A retrospective analysis was performed using the American College of Surgeons National Surgical Quality Improvement Program database. Adult patients who underwent THE or TTE between 2005 and 2014 were included. Postoperative morbidity, length of stay, and 30-day mortality were compared. Multivariable logistic regression was used to determine risk factors for complications, and likelihood ratio tests were used to assess whether the effect of each risk factor was different across THE and TTE.

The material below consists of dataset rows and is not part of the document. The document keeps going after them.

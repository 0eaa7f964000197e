use std::{env, time::Duration};

// Runtime/server constants (not gameplay tuning).

pub fn http_port() -> u16 {
    env::var("ARENA_SERVER_PORT")
        .ok()
        .and_then(|v| v.parse().ok())
        .unwrap_or(3001)
}

pub fn tick_rate() -> u32 {
    env::var("ARENA_TICK_RATE")
        .ok()
        .and_then(|v| v.parse().ok())
        .filter(|&rate| rate > 0)
        .unwrap_or(60)
}

pub fn tick_interval(tick_rate: u32) -> Duration {
    Duration::from_millis(1000 / u64::from(tick_rate))
}

pub const INPUT_CHANNEL_CAPACITY: usize = 1024;
pub const WORLD_BROADCAST_CAPACITY: usize = 128;
pub const EVENT_BROADCAST_CAPACITY: usize = 1024;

A total of 4053 patients were included, 2362 (58.3%) underwent TTE and 1691 (41.7%) underwent THE. TTE was associated with higher incidences of postoperative pneumonia and bleeding requiring transfusion. THE had higher incidences of superficial wound infection, deep wound infection, urinary tract infection, and sepsis. There were no significant differences in occurrence of anastomotic leak (THE 7.6% vs. TTE 9.4%, p = 0.35) or 30-day mortality (THE 2.3% vs. TTE 2.5%, p = 0.63). Female gender, black race, hypertension, diabetes, chronic obstructive pulmonary disease, partially or fully dependent functional status, and an ASA score ≥ 3 were independently associated with postoperative complications. The impact of the risk factors on morbidity was similar across both procedures.
THE and TTE have similar incidence of anastomotic leak and 30-day mortality. The impact of gender, race, and patients’ comorbidities on postoperative complications is similar across both types of esophagectomy.